When I read the report I was hit first with a worry, it knotted in my belly and tighened there, a hard lump. And then came the anger, and boy there was a lot of that. I wondered how things got to this point? Why had Abitibi not kept the mill in pace with the times? How did the union fail to realize playing hard ball with a company already losing millions was not the best plan? How, especially given the current recesssion, could 88 per cent of the workers reject Abitibi's final offer knowing the company was looking for any excuse to close shop? I just don't get it.

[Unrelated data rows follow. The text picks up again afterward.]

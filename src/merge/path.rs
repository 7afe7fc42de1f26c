//! Template path filtering and rewriting

use super::condition::{markers, strip_markers, ActiveConditions};
use super::fields::MergeFields;
use crate::constants::directives::DOT;

/// A path survives only if every conditional marker in it holds.
///
/// Path markers have no closing counterpart; each one gates the whole path.
pub fn path_allowed(template_path: &str, conditions: &ActiveConditions) -> bool {
    markers(template_path).filter(|m| !m.closing).all(|m| conditions.marker_holds(&m))
}

/// Rewrites a template path into its output path.
///
/// Fields are substituted, conditional markers dropped (filtering has
/// already happened), empty segments collapsed, the template suffix and a
/// leading separator removed, and `[DOT]` turned into `.`.
pub fn merge_path(template_path: &str, fields: &MergeFields, template_suffix: &str) -> String {
    let path = fields.replace_all(template_path);
    let path = collapse_separators(&strip_markers(&path));
    let path = path.strip_suffix(template_suffix).unwrap_or(&path);
    let path = path.strip_prefix('/').unwrap_or(path);
    path.replace(DOT, ".")
}

fn collapse_separators(path: &str) -> String {
    let mut collapsed = String::with_capacity(path.len());
    for c in path.chars() {
        if c == '/' && collapsed.ends_with('/') {
            continue;
        }
        collapsed.push(c);
    }
    collapsed
}
//! Field substitution and conditional block resolution in file contents
//!
//! Content goes through two passes once fragments have been inlined:
//!
//! 1. Field substitution, line by line. A field appearing exactly once on a
//!    line and preceded only by spaces has every line of its value indented
//!    to that column, so multi-line blocks line up with the surrounding code.
//!    Fields appearing several times on a line are replaced verbatim.
//! 2. Conditional resolution. Each closing marker pairs with the innermost
//!    open marker of the same polarity and argument. A block whose condition
//!    fails is removed together with everything between its markers, even
//!    when another block's markers sit in that span. The markers of holding
//!    blocks are dropped. A line left holding nothing but removed blocks and
//!    spaces disappears entirely.
//!
//! The result always ends with exactly one line break.

use super::condition::{markers, ActiveConditions, Marker, Polarity};
use super::fields::{MergeFields, FIELD_TOKEN};
use log::warn;
use std::collections::HashMap;
use std::ops::Range;

/// Substitutes fields into every line of `content`.
pub fn substitute_fields(content: &str, fields: &MergeFields) -> String {
    content.lines().map(|line| substitute_line(line, fields)).collect::<Vec<_>>().join("\n")
}

fn substitute_line(line: &str, fields: &MergeFields) -> String {
    let mut occurrences: HashMap<&str, usize> = HashMap::new();
    for caps in FIELD_TOKEN.captures_iter(line) {
        if let Some(name) = caps.get(1).map(|m| m.as_str()) {
            if fields.by_name(name).is_some() {
                *occurrences.entry(name).or_default() += 1;
            }
        }
    }
    if occurrences.is_empty() {
        return line.to_string();
    }

    let mut merged = String::with_capacity(line.len());
    let mut last = 0;
    for caps in FIELD_TOKEN.captures_iter(line) {
        let (Some(whole), Some(name)) = (caps.get(0), caps.get(1)) else {
            continue;
        };
        let Some(value) = fields.by_name(name.as_str()) else {
            continue;
        };

        let prefix = &line[last..whole.start()];
        let indentable = occurrences.get(name.as_str()) == Some(&1)
            && last == 0
            && prefix.chars().all(|c| c == ' ');

        if indentable {
            merged.push_str(&indent(value, prefix));
        } else {
            merged.push_str(prefix);
            merged.push_str(value);
        }
        last = whole.end();
    }
    merged.push_str(&line[last..]);
    merged
}

/// Prefixes every line of `value` with `indentation`.
fn indent(value: &str, indentation: &str) -> String {
    value.lines().map(|l| format!("{indentation}{l}")).collect::<Vec<_>>().join("\n")
}

/// Pairs every closing marker with the innermost open marker of the same
/// polarity and argument.
///
/// Each distinct marker keeps its own stack, so blocks with different
/// arguments may interleave freely. Markers left without a partner are
/// returned in `stray`.
fn pair_markers(text: &str) -> (Vec<(Marker<'_>, Marker<'_>)>, Vec<Marker<'_>>) {
    let mut open: HashMap<(Polarity, &str), Vec<Marker<'_>>> = HashMap::new();
    let mut pairs = Vec::new();
    let mut stray = Vec::new();

    for marker in markers(text) {
        let stack = open.entry((marker.polarity, marker.argument)).or_default();
        if !marker.closing {
            stack.push(marker);
            continue;
        }
        match stack.pop() {
            Some(opening) => pairs.push((opening, marker)),
            None => {
                warn!(
                    "Dropping unmatched closing marker [/{}={}]",
                    marker.polarity.keyword(),
                    marker.argument
                );
                stray.push(marker);
            }
        }
    }

    for marker in open.into_values().flatten() {
        warn!("Dropping unclosed marker [{}={}]", marker.polarity.keyword(), marker.argument);
        stray.push(marker);
    }
    (pairs, stray)
}

/// Merges overlapping or nested ranges into their union, sorted by start.
fn union(mut ranges: Vec<Range<usize>>) -> Vec<Range<usize>> {
    ranges.sort_by_key(|r| r.start);
    let mut merged: Vec<Range<usize>> = Vec::with_capacity(ranges.len());
    for range in ranges {
        match merged.last_mut() {
            Some(last) if range.start <= last.end => last.end = last.end.max(range.end),
            _ => merged.push(range),
        }
    }
    merged
}

#[derive(Debug, Clone, Copy, PartialEq, Eq)]
enum Piece<'t> {
    Text(&'t str),
    Removed,
}

/// Splits `text` into kept text and removed spans.
///
/// A failing block removes everything from its open marker to its close
/// marker. Markers outside those spans are cut out and the text between them
/// is kept.
fn pieces<'t>(text: &'t str, conditions: &ActiveConditions) -> Vec<Piece<'t>> {
    let (pairs, stray) = pair_markers(text);

    let removed = union(
        pairs
            .iter()
            .filter(|(open, _)| !conditions.holds(open.polarity, open.argument))
            .map(|(open, close)| open.range.start..close.range.end)
            .collect(),
    );
    let inside_removed =
        |r: &Range<usize>| removed.iter().any(|span| span.start <= r.start && r.end <= span.end);

    let mut cuts: Vec<(Range<usize>, bool)> = removed.iter().cloned().map(|r| (r, true)).collect();
    cuts.extend(
        pairs
            .iter()
            .flat_map(|(open, close)| [open, close])
            .chain(stray.iter())
            .map(|marker| marker.range.clone())
            .filter(|r| !inside_removed(r))
            .map(|r| (r, false)),
    );
    cuts.sort_by_key(|(r, _)| r.start);

    let mut pieces = Vec::new();
    let mut last = 0;
    for (range, is_removed) in cuts {
        if range.start > last {
            pieces.push(Piece::Text(&text[last..range.start]));
        }
        if is_removed {
            pieces.push(Piece::Removed);
        }
        last = range.end;
    }
    if last < text.len() {
        pieces.push(Piece::Text(&text[last..]));
    }
    pieces
}

/// Joins the pieces back into text, dropping lines that only held removed
/// blocks (and spaces).
fn collapse(pieces: &[Piece<'_>]) -> String {
    let mut lines: Vec<(String, bool)> = Vec::new();
    let mut current = String::new();
    let mut removed_on_line = false;

    for piece in pieces {
        match piece {
            Piece::Removed => removed_on_line = true,
            Piece::Text(text) => {
                for (i, part) in text.split('\n').enumerate() {
                    if i > 0 {
                        lines.push((std::mem::take(&mut current), removed_on_line));
                        removed_on_line = false;
                    }
                    current.push_str(part);
                }
            }
        }
    }
    lines.push((current, removed_on_line));

    lines
        .into_iter()
        .filter(|(line, removed)| !(*removed && line.chars().all(|c| c == ' ')))
        .map(|(line, _)| line)
        .collect::<Vec<_>>()
        .join("\n")
}

/// Resolves every conditional block in `content` against `conditions`.
pub fn resolve_conditionals(content: &str, conditions: &ActiveConditions) -> String {
    collapse(&pieces(content, conditions))
}

/// Runs both content passes and normalizes the trailing line break.
pub fn merge_content(content: &str, fields: &MergeFields, conditions: &ActiveConditions) -> String {
    let substituted = substitute_fields(content, fields);
    let resolved = resolve_conditionals(&substituted, conditions);
    let mut merged = resolved.trim_end_matches(['\n', '\r']).to_string();
    merged.push('\n');
    merged
}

I am not sure what is next for people home. I guess some could find work in Alberta, but even that wellspring is drying up. I know Rex says that the town has diversified, but I don't think it will make it for long without the mill, not without something to replace it.

4 comments:

Anonymous said...

It is all the talk in the town. Leaving many people with the question, "What next?". I don't think I've spoken to a single person since the annoucement who couldn't connect themselves or a family member to this situation. It's really sad.

Stephanie

Terri said...

We've been lucky here that with each industry that closes up, something has taken its place... from textiles to manufacturing to cereal... but for people who were ready to spend thier lives at one company, it sure isn't easy. In one of those periods at the end of textiles in our community, many families had to move to Detroit to work in the car industry, including my granddad as a kid. I love the pictures of when each industry was big-- it was a much tighter community-- but when it comes to an end, it's so much harder. :(

nadinebc said...

Everyone I know is having a tough time. I doubt we have hit bottom yet.

A Scattering said...

I was born in Corner Brook where my Dad worked in the mill for a few years before we moved to Grand Falls when I was 12. We moved to GF when my father, Charles Osmond became the principal of the then Grand Falls District Vocational School (now CONA). So I was born and grew up around the sound of logs dropping out of the chute on warm summer nights. If we could hear the logs up at the top of Memorial Avenue we knew it would be a hot day the next day. Do you ever forget the sound of the Mill whistle? GF-W will survive, it will be different but it will survive. Thanks for writing about it in your blog.